Go through the listing below and output exactly the line with "fn with_control(key: GuestKey)", the line with "and editing keys", and each line between; omit the rest.

○ ○ ○

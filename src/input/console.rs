use super::keycodes::GuestKey;

/// One keystroke for a text console.
#[derive(Debug, Clone, Copy, PartialEq, Eq)]
pub enum ConsoleKey {
    Char(char),
    Up,
    Down,
    Left,
    Right,
    Home,
    End,
    PageUp,
    PageDown,
    Delete,
    Backspace,
    CtrlUp,
    CtrlDown,
    CtrlLeft,
    CtrlRight,
    CtrlHome,
    CtrlEnd,
    CtrlPageUp,
    CtrlPageDown,
}

fn plain(key: GuestKey) -> Option<ConsoleKey> {
    let mapped = match key {
        GuestKey::Up => ConsoleKey::Up,
        GuestKey::Down => ConsoleKey::Down,
        GuestKey::Left => ConsoleKey::Left,
        GuestKey::Right => ConsoleKey::Right,
        GuestKey::Home => ConsoleKey::Home,
        GuestKey::End => ConsoleKey::End,
        GuestKey::PgUp => ConsoleKey::PageUp,
        GuestKey::PgDn => ConsoleKey::PageDown,
        GuestKey::Delete => ConsoleKey::Delete,
        GuestKey::Backspace => ConsoleKey::Backspace,
        _ => return None,
    };
    Some(mapped)
}

fn with_control(key: GuestKey) -> Option<ConsoleKey> {
    let mapped = match key {
        GuestKey::Up => ConsoleKey::CtrlUp,
        GuestKey::Down => ConsoleKey::CtrlDown,
        GuestKey::Left => ConsoleKey::CtrlLeft,
        GuestKey::Right => ConsoleKey::CtrlRight,
        GuestKey::Home => ConsoleKey::CtrlHome,
        GuestKey::End => ConsoleKey::CtrlEnd,
        GuestKey::PgUp => ConsoleKey::CtrlPageUp,
        GuestKey::PgDn => ConsoleKey::CtrlPageDown,
        _ => return None,
    };
    Some(mapped)
}

/// Translate a key press for a text console. Navigation and editing keys
/// use the fixed tables; anything else sends the first composed character.
pub fn translate(key: Option<GuestKey>, control: bool, text: Option<&str>) -> Option<ConsoleKey> {
    let special = key.and_then(|key| if control { with_control(key) } else { plain(key) });
    special.or_else(|| text.and_then(|t| t.chars().next()).map(ConsoleKey::Char))
}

○ ○ ○

▶ [ANSWER TO THE EXERCISE]:
fn with_control(key: GuestKey) -> Option<ConsoleKey> {
    let mapped = match key {
        GuestKey::Up => ConsoleKey::CtrlUp,
        GuestKey::Down => ConsoleKey::CtrlDown,
        GuestKey::Left => ConsoleKey::CtrlLeft,
        GuestKey::Right => ConsoleKey::CtrlRight,
        GuestKey::Home => ConsoleKey::CtrlHome,
        GuestKey::End => ConsoleKey::CtrlEnd,
        GuestKey::PgUp => ConsoleKey::CtrlPageUp,
        GuestKey::PgDn => ConsoleKey::CtrlPageDown,
        _ => return None,
    };
    Some(mapped)
}

/// Translate a key press for a text console. Navigation and editing keys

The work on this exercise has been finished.